Records from a data source
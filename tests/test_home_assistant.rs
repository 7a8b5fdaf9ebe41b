//! Home Assistant end-to-end tests
//!
//! Discovery documents, motion ON/OFF through the timeout service and the
//! periodic snapshot publisher, all observed at the mock broker.

use nvr_mqtt::detection::{Detection, DetectionResult};
use serde_json::Value;
use std::time::Duration;

use test_helpers::*;

fn detections(labels: &[&str]) -> DetectionResult {
    DetectionResult::new(labels.iter().map(|l| Detection::new(*l, 0.9)).collect())
}

fn last_payload(broker: &nvr_mqtt::testing::MockBroker, topic: &str) -> Option<String> {
    broker
        .published_to(topic)
        .last()
        .map(|m| m.payload_str().to_string())
}

#[test]
fn test_discovery_for_enabled_streams() {
    let (broker, integration) = connected_integration(test_config());

    let published = integration.publish_discovery();

    // Two enabled streams, three entities each
    assert_eq!(published, 6);
    let camera = broker.published_to("homeassistant/camera/lightnvr/front_door/config");
    assert_eq!(camera.len(), 1);
    assert!(camera[0].retain);
    assert!(broker
        .published_to("homeassistant/camera/lightnvr/attic/config")
        .is_empty());

    let topics = [
        "homeassistant/camera/lightnvr/front_door/config",
        "homeassistant/binary_sensor/lightnvr/front_door_motion/config",
        "homeassistant/sensor/lightnvr/front_door_detection_count/config",
    ];
    for topic in topics {
        let message = &broker.published_to(topic)[0];
        let json: Value = serde_json::from_slice(&message.payload).unwrap();
        assert_eq!(json["availability"][0]["topic"], "lightnvr/availability");
        assert_eq!(json["device"]["identifiers"][0], "lightnvr");
        assert_eq!(json["device"]["manufacturer"], "LightNVR");
    }

    integration.cleanup();
}

#[test]
fn test_remove_discovery_publishes_empty_retained_configs() {
    let (broker, integration) = connected_integration(test_config());

    assert_eq!(integration.remove_discovery("garage"), 3);

    let removed = broker.published_to("homeassistant/binary_sensor/lightnvr/garage_motion/config");
    assert_eq!(removed.len(), 1);
    assert!(removed[0].payload.is_empty());
    assert!(removed[0].retain);
    integration.cleanup();
}

#[test]
fn test_discovery_disabled_publishes_nothing() {
    let mut config = test_config();
    config.home_assistant.discovery_enabled = false;
    let (broker, integration) = connected_integration(config);

    assert_eq!(integration.publish_discovery(), 0);
    assert_eq!(integration.start_services(), 0);
    integration.set_motion_state("garage", &detections(&["car"]));

    assert!(broker.published_to("lightnvr/cameras/garage/motion").is_empty());
    assert!(broker.published_to("lightnvr/availability").is_empty());
    assert!(broker.last_session_options().unwrap().last_will.is_none());
    integration.cleanup();
}

#[test]
fn test_motion_turns_on_and_expires() {
    let (broker, integration) = connected_integration(test_config());
    assert_eq!(integration.start_services(), 2);

    integration.set_motion_state("Front Door", &detections(&["person", "person", "dog"]));

    assert_eq!(
        last_payload(&broker, "lightnvr/cameras/Front Door/motion").as_deref(),
        Some("ON")
    );
    assert_eq!(
        last_payload(&broker, "lightnvr/cameras/Front Door/detection_count").as_deref(),
        Some("3")
    );
    assert_eq!(
        last_payload(&broker, "lightnvr/cameras/Front Door/person").as_deref(),
        Some("2")
    );
    assert!(integration.motion_state("Front Door").unwrap().active);

    // motion_timeout_secs = 1 in the test config
    assert!(wait_until(Duration::from_secs(3), || {
        last_payload(&broker, "lightnvr/cameras/Front Door/motion").as_deref() == Some("OFF")
    }));
    assert_eq!(
        last_payload(&broker, "lightnvr/cameras/Front Door/detection_count").as_deref(),
        Some("0")
    );
    assert_eq!(
        last_payload(&broker, "lightnvr/cameras/Front Door/dog").as_deref(),
        Some("0")
    );
    assert!(!integration.motion_state("Front Door").unwrap().active);

    integration.cleanup();
}

#[test]
fn test_motion_on_published_once_per_activation() {
    let (broker, integration) = connected_integration(test_config());

    integration.set_motion_state("garage", &detections(&["car"]));
    integration.set_motion_state("garage", &detections(&["car", "car"]));

    assert_eq!(broker.published_to("lightnvr/cameras/garage/motion").len(), 1);
    assert_eq!(
        last_payload(&broker, "lightnvr/cameras/garage/car").as_deref(),
        Some("2")
    );

    integration.clear_motion_state("garage");
    assert_eq!(
        last_payload(&broker, "lightnvr/cameras/garage/motion").as_deref(),
        Some("OFF")
    );

    integration.set_motion_state("garage", &detections(&["car"]));
    assert_eq!(broker.published_to("lightnvr/cameras/garage/motion").len(), 3);
    integration.cleanup();
}

#[test]
fn test_snapshot_service_publishes_enabled_streams() {
    let (broker, integration) = connected_integration(test_config());

    integration.start_services();

    assert!(wait_until(Duration::from_secs(2), || {
        !broker
            .published_to("lightnvr/cameras/Front Door/snapshot")
            .is_empty()
            && !broker.published_to("lightnvr/cameras/garage/snapshot").is_empty()
    }));
    let snapshot = &broker.published_to("lightnvr/cameras/garage/snapshot")[0];
    assert_eq!(snapshot.payload, b"\xFF\xD8jpeg".to_vec());
    assert!(!snapshot.retain);
    assert!(broker
        .published_to("lightnvr/cameras/attic/snapshot")
        .is_empty());

    integration.cleanup();
}

#[test]
fn test_start_services_is_idempotent() {
    let (_broker, integration) = connected_integration(test_config());

    assert_eq!(integration.start_services(), 2);
    assert_eq!(integration.start_services(), 0);

    integration.stop_services();
    assert_eq!(integration.start_services(), 2);
    integration.cleanup();
}
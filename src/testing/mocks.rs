//! Mock broker for testing
//!
//! `MockBroker` implements both the backend and the session side of the broker
//! boundary. It records every publish and lifecycle call, can deliver connect
//! and disconnect callbacks on demand, and can simulate broker operations that
//! never return.

use crate::collaborators::{SnapshotSource, StreamInfo, StreamStore};
use crate::error::{MqttError, MqttResult};
use crate::transport::{
    BrokerBackend, BrokerSession, ConnectOutcome, DisconnectReason, QoS, SessionEvents,
    SessionOptions,
};
use bytes::Bytes;
use std::collections::HashMap;
use std::sync::{Arc, Condvar, Mutex, PoisonError};

/// One message handed to the mock session
#[derive(Debug, Clone, PartialEq)]
pub struct PublishedMessage {
    pub topic: String,
    pub payload: Vec<u8>,
    pub qos: QoS,
    pub retain: bool,
}

impl PublishedMessage {
    pub fn payload_str(&self) -> &str {
        std::str::from_utf8(&self.payload).unwrap_or("")
    }
}

/// Operations that can be made to hang forever
#[derive(Debug, Clone, Copy, PartialEq, Eq, Hash)]
pub enum HangPoint {
    Disconnect,
    LoopStop,
    Destroy,
    LibraryCleanup,
}

#[derive(Default)]
struct Recorded {
    sessions_created: usize,
    last_options: Option<SessionOptions>,
    events: Option<Arc<dyn SessionEvents>>,
    published: Vec<PublishedMessage>,
    calls: HashMap<&'static str, usize>,
}

#[derive(Default)]
struct Knobs {
    hangs: Vec<HangPoint>,
    fail_loop_start: bool,
    fail_publish: bool,
    auto_connect: bool,
}

#[derive(Default)]
struct Inner {
    recorded: Mutex<Recorded>,
    knobs: Mutex<Knobs>,
    released: Mutex<bool>,
    release: Condvar,
}

/// Scripted in-memory broker
#[derive(Clone, Default)]
pub struct MockBroker {
    inner: Arc<Inner>,
}

impl MockBroker {
    pub fn new() -> Self {
        Self::default()
    }

    /// Broker that accepts every connection shortly after `connect`
    pub fn with_auto_connect() -> Self {
        let broker = Self::new();
        broker.knobs().auto_connect = true;
        broker
    }

    fn recorded(&self) -> std::sync::MutexGuard<'_, Recorded> {
        self.inner
            .recorded
            .lock()
            .unwrap_or_else(PoisonError::into_inner)
    }

    fn knobs(&self) -> std::sync::MutexGuard<'_, Knobs> {
        self.inner.knobs.lock().unwrap_or_else(PoisonError::into_inner)
    }

    pub fn hang_on(&self, point: HangPoint) {
        self.knobs().hangs.push(point);
    }

    pub fn fail_loop_start(&self, fail: bool) {
        self.knobs().fail_loop_start = fail;
    }

    pub fn fail_publish(&self, fail: bool) {
        self.knobs().fail_publish = fail;
    }

    /// Let every hung operation return
    pub fn release_hangs(&self) {
        *self
            .inner
            .released
            .lock()
            .unwrap_or_else(PoisonError::into_inner) = true;
        self.inner.release.notify_all();
    }

    fn record_call(&self, name: &'static str) {
        *self.recorded().calls.entry(name).or_insert(0) += 1;
    }

    fn maybe_hang(&self, point: HangPoint) {
        if !self.knobs().hangs.contains(&point) {
            return;
        }
        let mut released = self
            .inner
            .released
            .lock()
            .unwrap_or_else(PoisonError::into_inner);
        while !*released {
            released = self
                .inner
                .release
                .wait(released)
                .unwrap_or_else(PoisonError::into_inner);
        }
    }

    fn events(&self) -> Option<Arc<dyn SessionEvents>> {
        self.recorded().events.clone()
    }

    /// Deliver a connect result as the network thread would
    pub fn fire_connect(&self, outcome: ConnectOutcome) {
        if let Some(events) = self.events() {
            events.on_connect(outcome);
        }
    }

    /// Deliver a disconnect notification as the network thread would
    pub fn fire_disconnect(&self, reason: DisconnectReason) {
        if let Some(events) = self.events() {
            events.on_disconnect(reason);
        }
    }

    pub fn published(&self) -> Vec<PublishedMessage> {
        self.recorded().published.clone()
    }

    pub fn published_to(&self, topic: &str) -> Vec<PublishedMessage> {
        self.recorded()
            .published
            .iter()
            .filter(|m| m.topic == topic)
            .cloned()
            .collect()
    }

    pub fn clear_published(&self) {
        self.recorded().published.clear();
    }

    pub fn calls(&self, name: &str) -> usize {
        self.recorded().calls.get(name).copied().unwrap_or(0)
    }

    pub fn sessions_created(&self) -> usize {
        self.recorded().sessions_created
    }

    pub fn last_session_options(&self) -> Option<SessionOptions> {
        self.recorded().last_options.clone()
    }

    pub fn library_cleaned(&self) -> bool {
        self.calls("library_cleanup") > 0
    }
}

impl BrokerBackend for MockBroker {
    fn create_session(&self, options: SessionOptions) -> MqttResult<Arc<dyn BrokerSession>> {
        {
            let mut recorded = self.recorded();
            recorded.sessions_created += 1;
            recorded.last_options = Some(options);
        }
        Ok(Arc::new(MockSession {
            broker: self.clone(),
        }))
    }

    fn cleanup(&self) {
        self.record_call("library_cleanup");
        self.maybe_hang(HangPoint::LibraryCleanup);
    }
}

/// Session handed out by [`MockBroker`]
pub struct MockSession {
    broker: MockBroker,
}

impl BrokerSession for MockSession {
    fn connect(&self, events: Arc<dyn SessionEvents>) -> MqttResult<()> {
        self.broker.record_call("connect");
        self.broker.recorded().events = Some(events.clone());

        if self.broker.knobs().auto_connect {
            // Deliver from another thread, like a real network loop
            std::thread::spawn(move || events.on_connect(ConnectOutcome::Accepted));
        }
        Ok(())
    }

    fn loop_start(&self) -> MqttResult<()> {
        self.broker.record_call("loop_start");
        if self.broker.knobs().fail_loop_start {
            return Err(MqttError::client("mock loop start failure"));
        }
        Ok(())
    }

    fn publish(&self, topic: &str, payload: &[u8], qos: QoS, retain: bool) -> MqttResult<()> {
        self.broker.record_call("publish");
        if self.broker.knobs().fail_publish {
            return Err(MqttError::publish_failed(topic, "mock publish failure"));
        }
        self.broker.recorded().published.push(PublishedMessage {
            topic: topic.to_string(),
            payload: payload.to_vec(),
            qos,
            retain,
        });
        Ok(())
    }

    fn disconnect(&self) -> MqttResult<()> {
        self.broker.record_call("disconnect");
        self.broker.maybe_hang(HangPoint::Disconnect);
        Ok(())
    }

    fn loop_stop(&self) -> MqttResult<()> {
        self.broker.record_call("loop_stop");
        self.broker.maybe_hang(HangPoint::LoopStop);
        Ok(())
    }

    fn destroy(&self) {
        self.broker.record_call("destroy");
        self.broker.maybe_hang(HangPoint::Destroy);
    }
}

/// Stream store with a fixed list
#[derive(Debug, Clone, Default)]
pub struct MockStreamStore {
    pub streams: Vec<StreamInfo>,
}

impl MockStreamStore {
    pub fn with_streams(streams: &[(&str, bool)]) -> Self {
        Self {
            streams: streams
                .iter()
                .map(|(name, enabled)| StreamInfo {
                    name: name.to_string(),
                    enabled: *enabled,
                })
                .collect(),
        }
    }
}

impl StreamStore for MockStreamStore {
    fn list_streams(&self) -> Vec<StreamInfo> {
        self.streams.clone()
    }
}

/// Snapshot source returning the same bytes for every stream
#[derive(Debug, Clone, Default)]
pub struct MockSnapshotSource {
    pub image: Option<Bytes>,
}

impl MockSnapshotSource {
    pub fn with_image(image: &'static [u8]) -> Self {
        Self {
            image: Some(Bytes::from_static(image)),
        }
    }
}

impl SnapshotSource for MockSnapshotSource {
    fn get_snapshot(&self, _stream: &str) -> Option<Bytes> {
        self.image.clone()
    }
}

#[cfg(test)]
mod tests {
    use super::*;
    use std::time::Duration;

    fn options() -> SessionOptions {
        SessionOptions {
            client_id: "mock".to_string(),
            host: "localhost".to_string(),
            port: 1883,
            keep_alive: Duration::from_secs(60),
            credentials: None,
            tls: false,
            last_will: None,
        }
    }

    #[test]
    fn test_mock_records_publishes() {
        let broker = MockBroker::new();
        let session = broker.create_session(options()).unwrap();

        session
            .publish("a/b", b"hello", QoS::AtLeastOnce, true)
            .unwrap();

        let published = broker.published();
        assert_eq!(published.len(), 1);
        assert_eq!(published[0].payload_str(), "hello");
        assert!(published[0].retain);
        assert_eq!(broker.calls("publish"), 1);
    }

    #[test]
    fn test_mock_publish_failure() {
        let broker = MockBroker::new();
        broker.fail_publish(true);
        let session = broker.create_session(options()).unwrap();

        assert!(session.publish("a/b", b"x", QoS::AtMostOnce, false).is_err());
        assert!(broker.published().is_empty());
    }

    #[test]
    fn test_hang_released() {
        let broker = MockBroker::new();
        broker.hang_on(HangPoint::Destroy);
        let session = broker.create_session(options()).unwrap();

        let handle = std::thread::spawn(move || session.destroy());
        std::thread::sleep(Duration::from_millis(50));
        assert!(!handle.is_finished());

        broker.release_hangs();
        handle.join().unwrap();
        assert_eq!(broker.calls("destroy"), 1);
    }
}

Your instructions: Search the entries for the string "sync". Copy every line that has it.

Written answer:
use std::sync::{Arc, Condvar, Mutex, PoisonError};
    fn recorded(&self) -> std::sync::MutexGuard<'_, Recorded> {
    fn knobs(&self) -> std::sync::MutexGuard<'_, Knobs> {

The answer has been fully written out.